Wednesday, November 6, 2013
Significant Counter Theory to previous update.
Alternative and more likely count than below has the DJIA moving well past the target zone and up into the 16,000's.
DJIA Forecast: Update 11_5_13
Good evening,
It has been a little while since my last post. First, the market has, despite some very confusing sideways movement, continued its progress toward my continuing target of ~15893.48 in the DJIA. The following chart lays out the Harmonic Elliot Wave ("HEW") count that I think to be the most accurate. The alternative to this count is that there would be another big wave upward on the minute scale (green).
There are two key analytical points in the graph below. The first is the placement of wave b (blue) as an extended correction from wave a (blue). The other key analytical point is wave 4 (green), the sub waves of which are labeled as (pink). Although this count for wave 4 (green) assumes a very strong wave b (pink), it does not break any of the rules, adheres surprisingly closely to the harmonic extensions and retracements (my core reason for accepting the count) and gives useful form to the surrounding waves in terms of the harmonic model.
Thus, like in contract interpretation, the elements of what looks like a complex correction are being read so that they: (1) comport with the general rules of the Harmonic Elliot Wave Model; (2) are not in contradiction to any surrounding counts and; (3) serve to clarify the surrounding market movement in way which provides useful markers and limit order opportunities going forward.

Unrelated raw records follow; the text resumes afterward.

//! Field formatters keyed by field type tag.
//!
//! Each formatter maps one raw field value to a display value or suppresses
//! the field. Lookups of referenced files and terms go through the resolver
//! traits so the engine never talks to a CMS directly.

use std::collections::BTreeMap;

use chrono::FixedOffset;

use crate::conf::C_TARGET_TYPE_TAXONOMY_TERM;
use crate::spec::{
    EnumFormatOutcome, EnumProjectedValue, EnumRawValue, EnumRowKind, ExportError,
    SpecFieldDescriptor, SpecRecordField,
};
use crate::util::{flatten_rich_text, format_timestamp, is_hyperlink_url, parse_reference_ids};

////////////////////////////////////////////////////////////////////////////////
// #region Resolvers

/// Resolves a media/file reference id to its public URL.
pub trait FileResolver: Send + Sync {
    /// Return the public URL of the file behind `file_id`.
    fn resolve_file_url(&self, file_id: &str) -> Result<String, String>;
}

/// Resolves a taxonomy term id to its display name.
pub trait TermResolver: Send + Sync {
    /// Return the display name of term `term_id`.
    fn resolve_term_name(&self, term_id: &str) -> Result<String, String>;
}

/// File resolver backed by an id → URL map.
#[derive(Debug, Clone, Default)]
pub struct MapFileResolver {
    dict_urls: BTreeMap<String, String>,
}

impl MapFileResolver {
    /// Create an empty resolver.
    pub fn new() -> Self {
        Self::default()
    }

    /// Register `url` for `file_id`.
    pub fn insert(&mut self, file_id: impl Into<String>, url: impl Into<String>) {
        self.dict_urls.insert(file_id.into(), url.into());
    }
}

impl From<BTreeMap<String, String>> for MapFileResolver {
    fn from(dict_urls: BTreeMap<String, String>) -> Self {
        Self { dict_urls }
    }
}

impl FileResolver for MapFileResolver {
    fn resolve_file_url(&self, file_id: &str) -> Result<String, String> {
        self.dict_urls
            .get(file_id)
            .cloned()
            .ok_or_else(|| format!("File not found: {file_id}"))
    }
}

/// Term resolver backed by an id → name map.
#[derive(Debug, Clone, Default)]
pub struct MapTermResolver {
    dict_names: BTreeMap<String, String>,
}

impl MapTermResolver {
    /// Create an empty resolver.
    pub fn new() -> Self {
        Self::default()
    }

    /// Register `name` for `term_id`.
    pub fn insert(&mut self, term_id: impl Into<String>, name: impl Into<String>) {
        self.dict_names.insert(term_id.into(), name.into());
    }
}

impl From<BTreeMap<String, String>> for MapTermResolver {
    fn from(dict_names: BTreeMap<String, String>) -> Self {
        Self { dict_names }
    }
}

impl TermResolver for MapTermResolver {
    fn resolve_term_name(&self, term_id: &str) -> Result<String, String> {
        self.dict_names
            .get(term_id)
            .cloned()
            .ok_or_else(|| format!("Term not found: {term_id}"))
    }
}

/// Collaborators and settings available to formatters during one export.
#[derive(Clone, Copy)]
pub struct SpecFormatContext<'a> {
    /// File URL lookup.
    pub files: &'a dyn FileResolver,
    /// Term name lookup.
    pub terms: &'a dyn TermResolver,
    /// Offset used to render timestamps.
    pub utc_offset: FixedOffset,
}

// #endregion
////////////////////////////////////////////////////////////////////////////////
// #region Formatters

/// Formats one field value.
pub trait FieldFormatter: Send + Sync {
    /// Format `value` of the field described by `descriptor`.
    ///
    /// Row-local failures are returned as errors; the projector decides what
    /// to do with them.
    fn format(
        &self,
        value: &EnumRawValue,
        descriptor: &SpecFieldDescriptor,
        ctx: &SpecFormatContext<'_>,
    ) -> Result<EnumFormatOutcome, ExportError>;
}

/// Always suppresses the field (boolean flags).
#[derive(Debug, Clone, Copy, Default)]
pub struct SuppressFormatter;

impl FieldFormatter for SuppressFormatter {
    fn format(
        &self,
        _value: &EnumRawValue,
        _descriptor: &SpecFieldDescriptor,
        _ctx: &SpecFormatContext<'_>,
    ) -> Result<EnumFormatOutcome, ExportError> {
        Ok(EnumFormatOutcome::Suppressed)
    }
}

/// Raw string, unmodified.
#[derive(Debug, Clone, Copy, Default)]
pub struct PlainTextFormatter;

impl FieldFormatter for PlainTextFormatter {
    fn format(
        &self,
        value: &EnumRawValue,
        _descriptor: &SpecFieldDescriptor,
        _ctx: &SpecFormatContext<'_>,
    ) -> Result<EnumFormatOutcome, ExportError> {
        Ok(match value.to_text() {
            Some(c_text) if !c_text.is_empty() => {
                EnumFormatOutcome::text(c_text, EnumRowKind::Plain)
            }
            _ => EnumFormatOutcome::Suppressed,
        })
    }
}

/// Unix seconds rendered as `"Month D, YYYY, H:MM am/pm"`.
#[derive(Debug, Clone, Copy, Default)]
pub struct TimestampFormatter;

impl FieldFormatter for TimestampFormatter {
    fn format(
        &self,
        value: &EnumRawValue,
        descriptor: &SpecFieldDescriptor,
        ctx: &SpecFormatContext<'_>,
    ) -> Result<EnumFormatOutcome, ExportError> {
        let n_secs = match value {
            EnumRawValue::Null => return Ok(EnumFormatOutcome::Suppressed),
            EnumRawValue::String(s) if s.trim().is_empty() => {
                return Ok(EnumFormatOutcome::Suppressed);
            }
            EnumRawValue::Integer(n) => *n,
            EnumRawValue::String(s) => {
                s.trim()
                    .parse::<i64>()
                    .map_err(|_| ExportError::InvalidFieldValue {
                        field: descriptor.name.clone(),
                        message: format!("not a Unix timestamp: {s:?}"),
                    })?
            }
            EnumRawValue::List(items) => match items.first() {
                Some(first) => return self.format(first, descriptor, ctx),
                None => return Ok(EnumFormatOutcome::Suppressed),
            },
            other => {
                return Err(ExportError::InvalidFieldValue {
                    field: descriptor.name.clone(),
                    message: format!("not a Unix timestamp: {other:?}"),
                });
            }
        };

        let c_text = format_timestamp(n_secs, &ctx.utc_offset).ok_or_else(|| {
            ExportError::InvalidFieldValue {
                field: descriptor.name.clone(),
                message: format!("timestamp out of range: {n_secs}"),
            }
        })?;
        Ok(EnumFormatOutcome::text(c_text, EnumRowKind::Timestamp))
    }
}

/// HTML stripped and flattened to one line.
#[derive(Debug, Clone, Copy, Default)]
pub struct RichTextFormatter;

impl FieldFormatter for RichTextFormatter {
    fn format(
        &self,
        value: &EnumRawValue,
        _descriptor: &SpecFieldDescriptor,
        _ctx: &SpecFormatContext<'_>,
    ) -> Result<EnumFormatOutcome, ExportError> {
        Ok(match value.to_text() {
            Some(c_text) if !c_text.is_empty() => {
                EnumFormatOutcome::text(flatten_rich_text(&c_text), EnumRowKind::RichText)
            }
            _ => EnumFormatOutcome::Suppressed,
        })
    }
}

/// First referenced file resolved to its original public URL.
#[derive(Debug, Clone, Copy, Default)]
pub struct MediaFormatter;

impl FieldFormatter for MediaFormatter {
    fn format(
        &self,
        value: &EnumRawValue,
        descriptor: &SpecFieldDescriptor,
        ctx: &SpecFormatContext<'_>,
    ) -> Result<EnumFormatOutcome, ExportError> {
        let Some(c_file_id) = derive_reference_ids(value).into_iter().next() else {
            return Ok(EnumFormatOutcome::Suppressed);
        };

        let c_url = ctx.files.resolve_file_url(&c_file_id).map_err(|message| {
            ExportError::UnresolvableReference {
                field: descriptor.name.clone(),
                id: c_file_id.clone(),
                message,
            }
        })?;
        if c_url.trim().is_empty() {
            return Ok(EnumFormatOutcome::Suppressed);
        }
        if !is_hyperlink_url(&c_url) {
            return Err(ExportError::UnresolvableReference {
                field: descriptor.name.clone(),
                id: c_file_id,
                message: format!("not an absolute URL: {c_url:?}"),
            });
        }

        Ok(EnumFormatOutcome::Value {
            value: EnumProjectedValue::Url(c_url),
            kind: EnumRowKind::Media,
        })
    }
}

/// Taxonomy term references resolved to names joined with `", "`.
///
/// References to any other target type are suppressed.
#[derive(Debug, Clone, Copy, Default)]
pub struct EntityReferenceFormatter;

impl FieldFormatter for EntityReferenceFormatter {
    fn format(
        &self,
        value: &EnumRawValue,
        descriptor: &SpecFieldDescriptor,
        ctx: &SpecFormatContext<'_>,
    ) -> Result<EnumFormatOutcome, ExportError> {
        if descriptor.settings.target_type.as_deref() != Some(C_TARGET_TYPE_TAXONOMY_TERM) {
            return Ok(EnumFormatOutcome::Suppressed);
        }

        let l_term_ids = derive_reference_ids(value);
        if l_term_ids.is_empty() {
            return Ok(EnumFormatOutcome::Suppressed);
        }

        let mut l_names = Vec::with_capacity(l_term_ids.len());
        for c_term_id in l_term_ids {
            let c_name = ctx.terms.resolve_term_name(&c_term_id).map_err(|message| {
                ExportError::UnresolvableReference {
                    field: descriptor.name.clone(),
                    id: c_term_id.clone(),
                    message,
                }
            })?;
            l_names.push(c_name);
        }

        Ok(EnumFormatOutcome::text(
            l_names.join(", "),
            EnumRowKind::ReferenceList,
        ))
    }
}

fn derive_reference_ids(value: &EnumRawValue) -> Vec<String> {
    match value {
        EnumRawValue::Integer(n) => vec![n.to_string()],
        EnumRawValue::String(s) => parse_reference_ids(s),
        EnumRawValue::List(items) => items.iter().flat_map(derive_reference_ids).collect(),
        EnumRawValue::Null | EnumRawValue::Boolean(_) | EnumRawValue::Float(_) => vec![],
    }
}

// #endregion
////////////////////////////////////////////////////////////////////////////////
// #region Registry

/// Type tag → formatter dispatch table.
pub struct FormatterRegistry {
    dict_formatters: BTreeMap<String, Box<dyn FieldFormatter>>,
}

impl FormatterRegistry {
    /// Create an empty registry; every field is suppressed.
    pub fn new() -> Self {
        Self {
            dict_formatters: BTreeMap::new(),
        }
    }

    /// Create a registry with the built-in formatters.
    pub fn with_defaults() -> Self {
        let mut registry = Self::new();
        registry.register("boolean", SuppressFormatter);
        for c_tag in [
            "string",
            "string_long",
            "email",
            "telephone",
            "list_string",
            "integer",
            "decimal",
            "float",
        ] {
            registry.register(c_tag, PlainTextFormatter);
        }
        for c_tag in ["created", "changed", "timestamp"] {
            registry.register(c_tag, TimestampFormatter);
        }
        for c_tag in ["text", "text_long", "text_with_summary"] {
            registry.register(c_tag, RichTextFormatter);
        }
        for c_tag in ["image", "file"] {
            registry.register(c_tag, MediaFormatter);
        }
        registry.register("entity_reference", EntityReferenceFormatter);
        registry
    }

    /// Register `formatter` for `type_tag`, returning the one it replaces.
    pub fn register(
        &mut self,
        type_tag: impl Into<String>,
        formatter: impl FieldFormatter + 'static,
    ) -> Option<Box<dyn FieldFormatter>> {
        self.dict_formatters
            .insert(type_tag.into(), Box::new(formatter))
    }

    /// Whether a formatter is registered for `type_tag`.
    pub fn contains(&self, type_tag: &str) -> bool {
        self.dict_formatters.contains_key(type_tag)
    }

    /// Registered type tags in sorted order.
    pub fn type_tags(&self) -> Vec<&str> {
        self.dict_formatters.keys().map(String::as_str).collect()
    }

    /// Format one record field; empty values and unknown type tags are
    /// suppressed.
    pub fn format_field(
        &self,
        field: &SpecRecordField,
        ctx: &SpecFormatContext<'_>,
    ) -> Result<EnumFormatOutcome, ExportError> {
        if field.value.is_empty() {
            return Ok(EnumFormatOutcome::Suppressed);
        }
        match self.dict_formatters.get(&field.descriptor.type_tag) {
            Some(formatter) => formatter.format(&field.value, &field.descriptor, ctx),
            None => Ok(EnumFormatOutcome::Suppressed),
        }
    }
}

impl Default for FormatterRegistry {
    fn default() -> Self {
        Self::with_defaults()
    }
}

// #endregion
////////////////////////////////////////////////////////////////////////////////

While nearly all of the Fibonacci extensions in this model match up, the minute degree (green) wave 5 extensions do not fall directly into lockstep, and straddle the more specific targets created by the larger and shorter fractal degree extension projections. As such, I want to wait on this market, keeping an eye on the RSI and polarized fractal efficiency charts to "super-confirm" a top. Again limit orders in this context can be used effectively, as, at the very least, a wave (b) of the Micro (red) degree will follow the termination of the 5 wave micro move from the past few days.